Saved entries

*** Block opens ***

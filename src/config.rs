//! Panel configuration types and builder

use crate::color::PixelFormat;
pub use crate::error::BuilderError;
use crate::interface::{DsiDevice, ModeFlags, VideoTimings};

/// Horizontal sync pulse width, in pixel clocks
pub const HSYNC: u32 = 2;
/// Horizontal front porch, in pixel clocks
pub const HFP: u32 = 1;
/// Horizontal back porch, in pixel clocks
pub const HBP: u32 = 1;
/// Vertical sync pulse width, in lines
pub const VSYNC: u32 = 1;
/// Vertical front porch, in lines
pub const VFP: u32 = 50;
/// Vertical back porch, in lines
pub const VBP: u32 = 12;

/// Default number of DSI data lanes
pub const DEFAULT_LANES: u8 = 2;

/// Panel dimensions
#[derive(Clone, Copy, Debug, PartialEq, Eq)]
pub struct Dimensions {
    /// Width in pixels
    pub width: u16,
    /// Height in pixels
    pub height: u16,
}

impl Dimensions {
    /// Create new dimensions with validation
    ///
    /// # Errors
    ///
    /// Returns `BuilderError::InvalidDimensions` if either side is zero.
    pub fn new(width: u16, height: u16) -> Result<Self, BuilderError> {
        if width == 0 || height == 0 {
            return Err(BuilderError::InvalidDimensions { width, height });
        }
        Ok(Self { width, height })
    }
}

/// Logical display orientation
///
/// The HX8379 can only flip its scan direction, so the four orientations map
/// to the four combinations of horizontal and vertical flip.
#[derive(Clone, Copy, Debug, Default, PartialEq, Eq)]
pub enum Orientation {
    /// Native orientation
    #[default]
    Normal,
    /// Rotated 90 degrees
    Rotated90,
    /// Rotated 180 degrees
    Rotated180,
    /// Rotated 270 degrees
    Rotated270,
}

/// Panel configuration
///
/// Use [`Builder`] to create a Config.
#[derive(Clone, Debug, PartialEq, Eq)]
pub struct Config {
    /// Panel dimensions
    pub dimensions: Dimensions,
    /// Number of DSI data lanes
    ///
    /// Not validated; must be within what the host supports.
    pub lanes: u8,
    /// Pixel format on the link
    pub pixel_format: PixelFormat,
    /// DSI virtual channel of the panel
    pub channel: u8,
}

impl Config {
    /// Link parameters used to attach the panel to the DSI host
    ///
    /// The panel runs in burst video mode with commands sent in low-power mode.
    /// It needs one extra active line on top of its height.
    pub fn dsi_device(&self) -> DsiDevice {
        DsiDevice {
            data_lanes: self.lanes,
            pixel_format: self.pixel_format,
            mode_flags: ModeFlags::BURST_VIDEO_LPM,
            timings: VideoTimings {
                hactive: u32::from(self.dimensions.width),
                hbp: HBP,
                hfp: HFP,
                hsync: HSYNC,
                vactive: u32::from(self.dimensions.height) + 1,
                vbp: VBP,
                vfp: VFP,
                vsync: VSYNC,
            },
        }
    }
}

/// Builder for constructing panel configuration
///
/// # Example
///
/// ```rust
/// use hx8379::{Builder, Dimensions, PixelFormat};
///
/// let dims = match Dimensions::new(480, 800) {
///     Ok(dims) => dims,
///     Err(_) => return,
/// };
/// let config = match Builder::new()
///     .dimensions(dims)
///     .lanes(2)
///     .pixel_format(PixelFormat::Rgb888)
///     .build()
/// {
///     Ok(config) => config,
///     Err(_) => return,
/// };
/// assert_eq!(config.dsi_device().timings.vactive, 801);
/// ```
#[must_use]
pub struct Builder {
    /// Panel dimensions (required)
    dimensions: Option<Dimensions>,
    lanes: u8,
    pixel_format: PixelFormat,
    channel: u8,
}

impl Default for Builder {
    fn default() -> Self {
        Self {
            dimensions: None,
            lanes: DEFAULT_LANES,
            pixel_format: PixelFormat::Rgb888,
            channel: 0,
        }
    }
}

impl Builder {
    /// Create a new Builder with default values
    pub fn new() -> Self {
        Self::default()
    }

    /// Set panel dimensions (required)
    pub fn dimensions(mut self, dims: Dimensions) -> Self {
        self.dimensions = Some(dims);
        self
    }

    /// Set the number of DSI data lanes
    pub fn lanes(mut self, lanes: u8) -> Self {
        self.lanes = lanes;
        self
    }

    /// Set the pixel format
    pub fn pixel_format(mut self, format: PixelFormat) -> Self {
        self.pixel_format = format;
        self
    }

    /// Set the DSI virtual channel
    pub fn channel(mut self, channel: u8) -> Self {
        self.channel = channel;
        self
    }

    /// Build the configuration
    ///
    /// # Errors
    ///
    /// Returns `BuilderError::MissingDimensions` if dimensions were not set
    pub fn build(self) -> Result<Config, BuilderError> {
        Ok(Config {
            dimensions: self.dimensions.ok_or(BuilderError::MissingDimensions)?,
            lanes: self.lanes,
            pixel_format: self.pixel_format,
            channel: self.channel,
        })
    }
}
//! Wire types specific to the Messages API.

use serde::{Deserialize, Serialize};

/// Error body, e.g.
/// `{"type": "error", "error": {"type": "overloaded_error", "message": "Overloaded"}}`.
#[derive(Debug, Clone, Deserialize, Serialize)]
pub struct ApiErrorBody {
    pub error: ApiErrorDetail,
}

#[derive(Debug, Clone, Deserialize, Serialize)]
pub struct ApiErrorDetail {
    #[serde(rename = "type", default)]
    pub error_type: Option<String>,
    pub message: String,
}

impl ApiErrorBody {
    /// Parse an error body, if it has the documented shape.
    pub fn parse(body: &str) -> Option<Self> {
        serde_json::from_str(body).ok()
    }
}
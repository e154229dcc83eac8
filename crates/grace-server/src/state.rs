//! Shared application state.

use std::sync::Arc;

use grace_core::CompletionProvider;

use crate::chat::ChatService;
use crate::config::Config;

/// Shared application state.
pub struct AppState {
    /// Throttled completion caller shared by every request.
    pub chat: ChatService,
}

impl AppState {
    /// Create a new AppState wrapped in Arc.
    pub fn new(chat: ChatService) -> Arc<Self> {
        Arc::new(Self { chat })
    }

    /// Build the state from configuration and a provider.
    pub fn from_config(provider: Arc<dyn CompletionProvider>, config: &Config) -> Arc<Self> {
        Self::new(ChatService::from_config(provider, config))
    }
}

*** Block closes ***

- **WORK REQUEST**: Using the records above, list each line that includes "AppState".

- **COMPLETED TASK**:
pub struct AppState {
impl AppState {
    /// Create a new AppState wrapped in Arc.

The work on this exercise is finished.